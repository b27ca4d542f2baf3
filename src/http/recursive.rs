//! Business listener: the recursive self-calling route.
//!
//! `GET /?deep=<n>` calls `GET /?deep=<n+1>` on the same service until
//! `n >= max_depth`, then the terminal 200 bubbles back through every hop.

use std::time::Instant;

use axum::{
    body::Body,
    extract::{rejection::QueryRejection, Query, State},
    http::{HeaderMap, StatusCode},
    routing::any,
    Router,
};
use tower::ServiceBuilder;
use tower_http::{
    catch_panic::CatchPanicLayer,
    request_id::{MakeRequestUuid, PropagateRequestIdLayer, SetRequestIdLayer},
    trace::TraceLayer,
};
use tracing::Instrument;

use crate::http::client::{CallError, LoopbackClient};
use crate::observability::{logging, CallOutcome, Metrics, TraceContext};

pub const LISTENER: &str = "business";

/// Depth used when `deep` is absent or empty.
const DEFAULT_DEPTH: &str = "1";

/// State injected into the business handler.
#[derive(Clone)]
pub struct BusinessState {
    pub client: LoopbackClient,
    pub metrics: Metrics,
    pub max_depth: i64,
}

/// Build the business router with its middleware stack.
pub fn business_router(state: BusinessState) -> Router {
    Router::new()
        .route("/", any(recursive_handler))
        .with_state(state)
        .layer(
            ServiceBuilder::new()
                .layer(SetRequestIdLayer::x_request_id(MakeRequestUuid))
                .layer(TraceLayer::new_for_http().make_span_with(logging::request_span::<Body>))
                .layer(PropagateRequestIdLayer::x_request_id())
                .layer(CatchPanicLayer::new()),
        )
}

async fn recursive_handler(
    State(state): State<BusinessState>,
    headers: HeaderMap,
    query: Result<Query<Vec<(String, String)>>, QueryRejection>,
) -> StatusCode {
    let start_time = Instant::now();

    let deep = match query {
        Ok(Query(params)) => first_depth(params).unwrap_or_else(|| DEFAULT_DEPTH.to_string()),
        Err(rejection) => {
            tracing::warn!(error = %rejection, "Unparseable query string");
            state
                .metrics
                .record_request(LISTENER, StatusCode::BAD_REQUEST.as_u16(), start_time);
            return StatusCode::BAD_REQUEST;
        }
    };

    let trace = TraceContext::child_of(TraceContext::extract(&headers).ok());
    let span = tracing::info_span!(
        "calculating_d",
        deep = %deep,
        dd.trace_id = trace.trace_id,
        dd.span_id = trace.span_id
    );

    let status = recurse(&state, &headers, &deep, trace).instrument(span).await;
    state.metrics.record_request(LISTENER, status.as_u16(), start_time);
    status
}

/// First `deep` value in the query; an empty first value counts as absent.
fn first_depth(params: Vec<(String, String)>) -> Option<String> {
    params
        .into_iter()
        .find(|(key, _)| key == "deep")
        .map(|(_, value)| value)
        .filter(|value| !value.is_empty())
}

async fn recurse(
    state: &BusinessState,
    headers: &HeaderMap,
    deep: &str,
    trace: TraceContext,
) -> StatusCode {
    tracing::debug!(headers = ?headers, "The request received");

    let depth: i64 = match deep.parse() {
        Ok(depth) => depth,
        Err(_) => return StatusCode::BAD_REQUEST,
    };

    tracing::info!(depth, "The d is {}", depth);

    if depth >= state.max_depth {
        return StatusCode::OK;
    }

    let request = match state.client.build_request(depth + 1, &trace) {
        Ok(request) => request,
        Err(e) => {
            tracing::error!(error = %e, "Cannot prepare downstream request");
            return StatusCode::SERVICE_UNAVAILABLE;
        }
    };

    tracing::debug!(headers = ?request.headers(), "The request to send");

    match state.client.send(request).await {
        Ok(status) => {
            state.metrics.record_downstream_call(CallOutcome::Ok);
            status
        }
        Err(e) => {
            let outcome = match e {
                CallError::Timeout(_) => CallOutcome::Timeout,
                _ => CallOutcome::Error,
            };
            state.metrics.record_downstream_call(outcome);
            tracing::warn!(
                error = %e,
                target_addr = %state.client.target(),
                "Downstream call failed"
            );
            StatusCode::SERVICE_UNAVAILABLE
        }
    }
}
..............................
### About this task:
Send back exactly, with nothing added, the lines from the first line of the material above through the line holding "pub const LISTENER: &str"; both ends are included.

### Exercise output:
repository b27ca4d542f2baf3
filename src/http/recursive.rs
//! Business listener: the recursive self-calling route.
//!
//! `GET /?deep=<n>` calls `GET /?deep=<n+1>` on the same service until
//! `n >= max_depth`, then the terminal 200 bubbles back through every hop.

use std::time::Instant;

use axum::{
    body::Body,
    extract::{rejection::QueryRejection, Query, State},
    http::{HeaderMap, StatusCode},
    routing::any,
    Router,
};
use tower::ServiceBuilder;
use tower_http::{
    catch_panic::CatchPanicLayer,
    request_id::{MakeRequestUuid, PropagateRequestIdLayer, SetRequestIdLayer},
    trace::TraceLayer,
};
use tracing::Instrument;

use crate::http::client::{CallError, LoopbackClient};
use crate::observability::{logging, CallOutcome, Metrics, TraceContext};

pub const LISTENER: &str = "business";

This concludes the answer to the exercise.